Articulistas Opinión

Inicios

Inicios

Pedro P. Yermenos Forastieri

Se graduó de abogado con honores. No obstante, cuando tuvo en sus manos el certificado que lo acreditaba como tal, se sintió desolado bajo la terrible angustia de no saber qué hacer con aquel producto cuya elaboración le había costado seis largos años por los vaivenes, comunes en esa época, de la universidad estatal.

A esa sensación contribuía que no provenía de una familia de juristas; no era oriundo de la capital, donde se proponía ejercer; y en su etapa de estudiante se había dedicado a oficios que nada tenían que ver con su profesión. Llegó hasta a cuestionarse si habría valido la pena tanto esfuerzo.

Sus primeras gestiones procurando encontrar dónde trabajar fueron un estrepitoso fracaso. Su hermana, al verlo desesperado, conversó con un amigo que tenía su oficina en un emblemático edificio de la zona colonial. Así se estrenó como litigante y estaba ilusionado porque, al fin, recibiría sus primeros ingresos por la aplicación de los conocimientos que había adquirido.

Obstáculos al comienzo
Pensaba que sería un empleado normal del estudio sin compromiso con los gastos generados, hasta que se dañó la cerradura de la puerta principal. Simón, el secretario, al llegar del tribunal le presentó la factura. Tendría que aportar quinientos pesos por el 50% de su costo. Sabía que o lo hacía, o ahí terminaba su permanencia.

Su entusiasmo crecía y sentía que su aporte iba siendo valorado al igual que su reconocimiento en los corrillos judiciales. Eso sí, su jefe no perdía oportunidad de reiterarle que debía contribuir con el costo operativo del bufet.
Se puso nervioso aquella mañana cuando el doctor le dijo que quería hablar con él. “Nos mudaremos para Arroyo Hondo”, le dijo con voz alegre. Qué bueno, lo felicito. “El local cuesta un millón de pesos y debes aportar la mitad”, le dejó caer sin compasión.
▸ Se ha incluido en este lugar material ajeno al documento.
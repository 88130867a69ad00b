//! Track table operations

use sqlx::{FromRow, SqliteConnection};
use super::{first_row, single_row};

use crate::error::{Error, Result};
use crate::models::{Track, TrackMetadata};

/// Database row for track table
#[derive(Debug, FromRow)]
struct TrackRow {
    id: i64,
    title: Option<String>,
    artist: Option<String>,
    album: Option<String>,
    length: Option<i64>,
    date: Option<String>,
    spotify_url: String,
}

impl TrackRow {
    fn into_track(self) -> Track {
        Track {
            id: self.id,
            title: self.title,
            artist: self.artist,
            album: self.album,
            length: self.length,
            date: self.date,
            spotify_url: self.spotify_url,
        }
    }
}

/// Track table operations
pub struct TrackTable;

impl TrackTable {
    /// Get track by catalog URL
    pub async fn get_by_url(conn: &mut SqliteConnection, spotify_url: &str) -> Result<Option<Track>> {
        let row: Option<TrackRow> = sqlx::query_as("SELECT * FROM track WHERE spotify_url = ?")
            .bind(spotify_url)
            .fetch_all(&mut *conn)
            .await
            .map(first_row)?;

        Ok(row.map(|r| r.into_track()))
    }

    /// Get track by ID
    pub async fn get_by_id(conn: &mut SqliteConnection, id: i64) -> Result<Option<Track>> {
        let row: Option<TrackRow> = sqlx::query_as("SELECT * FROM track WHERE id = ?")
            .bind(id)
            .fetch_all(&mut *conn)
            .await
            .map(first_row)?;

        Ok(row.map(|r| r.into_track()))
    }

    /// Insert a track. Fails with `DuplicateKey` if the URL is already present.
    pub async fn insert(
        conn: &mut SqliteConnection,
        spotify_url: &str,
        metadata: &TrackMetadata,
    ) -> Result<Track> {
        let row: TrackRow = sqlx::query_as(
            "INSERT INTO track (title, artist, album, length, date, spotify_url) VALUES (?, ?, ?, ?, ?, ?) RETURNING *",
        )
        .bind(&metadata.title)
        .bind(&metadata.artist)
        .bind(&metadata.album)
        .bind(metadata.length)
        .bind(&metadata.date)
        .bind(spotify_url)
        .fetch_all(&mut *conn)
        .await
        .and_then(single_row)
        .map_err(|e| Error::from_write(e, "track", spotify_url))?;

        Ok(row.into_track())
    }

    /// Fill in metadata columns that are still NULL. Present values are kept.
    pub async fn backfill(
        conn: &mut SqliteConnection,
        spotify_url: &str,
        metadata: &TrackMetadata,
    ) -> Result<Option<Track>> {
        let row: Option<TrackRow> = sqlx::query_as(
            r#"
            UPDATE track SET
                title = COALESCE(title, ?),
                artist = COALESCE(artist, ?),
                album = COALESCE(album, ?),
                length = COALESCE(length, ?),
                date = COALESCE(date, ?)
            WHERE spotify_url = ?
            RETURNING *
            "#,
        )
        .bind(&metadata.title)
        .bind(&metadata.artist)
        .bind(&metadata.album)
        .bind(metadata.length)
        .bind(&metadata.date)
        .bind(spotify_url)
        .fetch_all(&mut *conn)
        .await
        .map(first_row)?;

        Ok(row.map(|r| r.into_track()))
    }

    /// Get track count
    pub async fn count(conn: &mut SqliteConnection) -> Result<i64> {
        let row: (i64,) = sqlx::query_as("SELECT COUNT(*) FROM track")
            .fetch_all(&mut *conn)
            .await
            .and_then(single_row)?;

        Ok(row.0)
    }
}
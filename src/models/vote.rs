//! Vote models

use serde::{Deserialize, Serialize};

use crate::error::Error;

/// What a vote is cast on: a pending queue entry or a played history entry
#[derive(Debug, Clone, Copy, PartialEq, Eq, Hash, Serialize, Deserialize)]
#[serde(tag = "type", content = "id", rename_all = "lowercase")]
pub enum VoteTarget {
    Queue(i64),
    History(i64),
}

impl VoteTarget {
    /// Split into the (queue_entry_id, history_entry_id) column pair
    pub fn columns(&self) -> (Option<i64>, Option<i64>) {
        match *self {
            VoteTarget::Queue(id) => (Some(id), None),
            VoteTarget::History(id) => (None, Some(id)),
        }
    }

    /// Rebuild from the column pair. Exactly one side must be set.
    pub fn from_columns(queue_entry_id: Option<i64>, history_entry_id: Option<i64>) -> Option<Self> {
        match (queue_entry_id, history_entry_id) {
            (Some(id), None) => Some(VoteTarget::Queue(id)),
            (None, Some(id)) => Some(VoteTarget::History(id)),
            _ => None,
        }
    }
}

impl std::fmt::Display for VoteTarget {
    fn fmt(&self, f: &mut std::fmt::Formatter<'_>) -> std::fmt::Result {
        match self {
            VoteTarget::Queue(id) => write!(f, "queue entry {}", id),
            VoteTarget::History(id) => write!(f, "history entry {}", id),
        }
    }
}

/// Direction of a vote. Neutral is what a retracted vote looks like.
#[derive(Debug, Clone, Copy, PartialEq, Eq, Default, Serialize, Deserialize)]
#[serde(try_from = "i64", into = "i64")]
pub enum VoteDirection {
    Down,
    #[default]
    Neutral,
    Up,
}

impl VoteDirection {
    pub fn value(&self) -> i64 {
        match self {
            VoteDirection::Down => -1,
            VoteDirection::Neutral => 0,
            VoteDirection::Up => 1,
        }
    }
}

impl TryFrom<i64> for VoteDirection {
    type Error = Error;

    fn try_from(value: i64) -> Result<Self, Self::Error> {
        match value {
            -1 => Ok(VoteDirection::Down),
            0 => Ok(VoteDirection::Neutral),
            1 => Ok(VoteDirection::Up),
            other => Err(Error::InvalidDirection(other)),
        }
    }
}

impl From<VoteDirection> for i64 {
    fn from(direction: VoteDirection) -> Self {
        direction.value()
    }
}

/// One user's vote on one target
#[derive(Debug, Clone, PartialEq, Eq, Serialize, Deserialize)]
pub struct Vote {
    pub id: i64,
    pub user_id: i64,
    pub target: VoteTarget,
    pub direction: VoteDirection,
}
Supuso que era una artimaña para separarse de él sin herirlo. Le dijo que le respondería la semana siguiente, pero adelantó que no visualizaba manera de poder asumirlo. Como el local era alquilado, le propuso que se lo dejara sin entregarlo al propietario para que no subiera la renta.

Su negativa fue radical. Al final accedió, haciéndole mil advertencias de que cumpliera a cabalidad sus obligaciones como inquilino. Suponía que recibiría la oficina como estaba. Cuando constató que solo un destartalado sillón quedaba en aquel espacio desierto, se echó en él y se preguntó: “Y ahora, qué haré”.